# [GIVEN INFORMATION]
BEGIN

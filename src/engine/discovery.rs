use crate::context::AppContext;
use crate::dispatch::{derive_endpoints, RouteEntry, RouteKey, RouteTable};
use crate::engine::loader::LoaderBridge;
use crate::engine::roots::{PendingModule, RootRegistry};
use crate::model::{module_name_from_rel, LoadedModule, ARTIFACT_EXT};
use crate::persist::PersistenceHandle;
use crate::reload::ReloadBroker;
use itertools::Itertools;
use std::collections::{BTreeSet, HashMap};
use std::fs;
use std::path::{Path, PathBuf};
use std::sync::Arc;

/// The built-in mapping discovery: the "normal" mechanism that owns modules
/// once it has seen them. It scans every watched root, registers endpoints
/// into the static route table and entities into the persistence unit, then
/// promotes each claimed module so the reload listeners release it.
pub struct BuiltinDiscovery {
    roots: Arc<RootRegistry>,
    bridge: Arc<LoaderBridge>,
    context: Arc<AppContext>,
    table: Arc<dyn RouteTable>,
    persistence: Arc<PersistenceHandle>,
    broker: Arc<ReloadBroker>,
}

#[derive(Debug, Default, PartialEq)]
pub struct DiscoveryReport {
    pub modules: usize,
    pub routes: usize,
    pub entities: usize,
}

impl BuiltinDiscovery {
    pub fn new(
        roots: Arc<RootRegistry>,
        bridge: Arc<LoaderBridge>,
        context: Arc<AppContext>,
        table: Arc<dyn RouteTable>,
        persistence: Arc<PersistenceHandle>,
        broker: Arc<ReloadBroker>,
    ) -> Self {
        Self {
            roots,
            bridge,
            context,
            table,
            persistence,
            broker,
        }
    }

    /// Run a discovery pass. Per-module load failures are logged and
    /// skipped; a persistence rebuild failure propagates.
    pub fn scan(&self) -> anyhow::Result<DiscoveryReport> {
        let mut routes: HashMap<RouteKey, RouteEntry> = HashMap::new();
        let mut entities: BTreeSet<String> = BTreeSet::new();
        let mut claimed: Vec<Arc<LoadedModule>> = Vec::new();

        for root in self.roots.roots() {
            let mut artifacts = Vec::new();
            if let Err(e) = collect_artifacts(root.root(), &mut artifacts) {
                log::warn!(
                    "skipping unreadable watched root {}: {}",
                    root.root().display(),
                    e
                );
                continue;
            }
            artifacts.sort();

            for artifact in artifacts {
                let Ok(rel) = artifact.strip_prefix(root.root()) else {
                    continue;
                };
                let Some(name) = module_name_from_rel(rel) else {
                    continue;
                };
                let pending = PendingModule {
                    name: name.clone(),
                    root: root.clone(),
                    artifact: artifact.clone(),
                };
                let module = match self.bridge.load(&pending) {
                    Ok(module) => module,
                    Err(e) => {
                        log::error!("discovery failed to load module '{}': {}", name, e);
                        continue;
                    }
                };

                for (key, spec) in derive_endpoints(&module) {
                    match self.context.handler(&spec.handler) {
                        Some(handler) => {
                            routes.insert(
                                key,
                                RouteEntry {
                                    module: name.clone(),
                                    operation: spec.operation.clone(),
                                    handler,
                                },
                            );
                        }
                        None => log::warn!(
                            "module '{}' references unknown handler bean '{}'",
                            name,
                            spec.handler
                        ),
                    }
                }
                entities.extend(module.entities());
                claimed.push(module);
            }
        }

        let report = DiscoveryReport {
            modules: claimed.len(),
            routes: routes.len(),
            entities: entities.len(),
        };

        self.table.replace_all(routes);
        self.persistence.reload(entities)?;
        for module in &claimed {
            self.broker.promote(module);
        }

        if !claimed.is_empty() {
            log::info!(
                "discovery claimed {} modules: {}",
                claimed.len(),
                claimed.iter().map(|m| m.name().as_str()).join(", ")
            );
        }
        Ok(report)
    }
}

fn collect_artifacts(dir: &Path, out: &mut Vec<PathBuf>) -> std::io::Result<()> {
    for entry in fs::read_dir(dir)? {
        let entry = entry?;
        let path = entry.path();
        if entry.file_type()?.is_dir() {
            collect_artifacts(&path, out)?;
        } else if path.extension().and_then(|e| e.to_str()) == Some(ARTIFACT_EXT) {
            out.push(path);
        }
    }
    Ok(())
}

END

# [TASK OBJECTIVE]
Would you please give the data above again, exactly as it appears?

# [OUTPUT OF THE TASK]
filename src/engine/discovery.rs
use crate::context::AppContext;
use crate::dispatch::{derive_endpoints, RouteEntry, RouteKey, RouteTable};
use crate::engine::loader::LoaderBridge;
use crate::engine::roots::{PendingModule, RootRegistry};
use crate::model::{module_name_from_rel, LoadedModule, ARTIFACT_EXT};
use crate::persist::PersistenceHandle;
use crate::reload::ReloadBroker;
use itertools::Itertools;
use std::collections::{BTreeSet, HashMap};
use std::fs;
use std::path::{Path, PathBuf};
use std::sync::Arc;

/// The built-in mapping discovery: the "normal" mechanism that owns modules
/// once it has seen them. It scans every watched root, registers endpoints
/// into the static route table and entities into the persistence unit, then
/// promotes each claimed module so the reload listeners release it.
pub struct BuiltinDiscovery {
    roots: Arc<RootRegistry>,
    bridge: Arc<LoaderBridge>,
    context: Arc<AppContext>,
    table: Arc<dyn RouteTable>,
    persistence: Arc<PersistenceHandle>,
    broker: Arc<ReloadBroker>,
}

#[derive(Debug, Default, PartialEq)]
pub struct DiscoveryReport {
    pub modules: usize,
    pub routes: usize,
    pub entities: usize,
}

impl BuiltinDiscovery {
    pub fn new(
        roots: Arc<RootRegistry>,
        bridge: Arc<LoaderBridge>,
        context: Arc<AppContext>,
        table: Arc<dyn RouteTable>,
        persistence: Arc<PersistenceHandle>,
        broker: Arc<ReloadBroker>,
    ) -> Self {
        Self {
            roots,
            bridge,
            context,
            table,
            persistence,
            broker,
        }
    }

    /// Run a discovery pass. Per-module load failures are logged and
    /// skipped; a persistence rebuild failure propagates.
    pub fn scan(&self) -> anyhow::Result<DiscoveryReport> {
        let mut routes: HashMap<RouteKey, RouteEntry> = HashMap::new();
        let mut entities: BTreeSet<String> = BTreeSet::new();
        let mut claimed: Vec<Arc<LoadedModule>> = Vec::new();

        for root in self.roots.roots() {
            let mut artifacts = Vec::new();
            if let Err(e) = collect_artifacts(root.root(), &mut artifacts) {
                log::warn!(
                    "skipping unreadable watched root {}: {}",
                    root.root().display(),
                    e
                );
                continue;
            }
            artifacts.sort();

            for artifact in artifacts {
                let Ok(rel) = artifact.strip_prefix(root.root()) else {
                    continue;
                };
                let Some(name) = module_name_from_rel(rel) else {
                    continue;
                };
                let pending = PendingModule {
                    name: name.clone(),
                    root: root.clone(),
                    artifact: artifact.clone(),
                };
                let module = match self.bridge.load(&pending) {
                    Ok(module) => module,
                    Err(e) => {
                        log::error!("discovery failed to load module '{}': {}", name, e);
                        continue;
                    }
                };

                for (key, spec) in derive_endpoints(&module) {
                    match self.context.handler(&spec.handler) {
                        Some(handler) => {
                            routes.insert(
                                key,
                                RouteEntry {
                                    module: name.clone(),
                                    operation: spec.operation.clone(),
                                    handler,
                                },
                            );
                        }
                        None => log::warn!(
                            "module '{}' references unknown handler bean '{}'",
                            name,
                            spec.handler
                        ),
                    }
                }
                entities.extend(module.entities());
                claimed.push(module);
            }
        }

        let report = DiscoveryReport {
            modules: claimed.len(),
            routes: routes.len(),
            entities: entities.len(),
        };

        self.table.replace_all(routes);
        self.persistence.reload(entities)?;
        for module in &claimed {
            self.broker.promote(module);
        }

        if !claimed.is_empty() {
            log::info!(
                "discovery claimed {} modules: {}",
                claimed.len(),
                claimed.iter().map(|m| m.name().as_str()).join(", ")
            );
        }
        Ok(report)
    }
}

fn collect_artifacts(dir: &Path, out: &mut Vec<PathBuf>) -> std::io::Result<()> {
    for entry in fs::read_dir(dir)? {
        let entry = entry?;
        let path = entry.path();
        if entry.file_type()?.is_dir() {
            collect_artifacts(&path, out)?;
        } else if path.extension().and_then(|e| e.to_str()) == Some(ARTIFACT_EXT) {
            out.push(path);
        }
    }
    Ok(())
}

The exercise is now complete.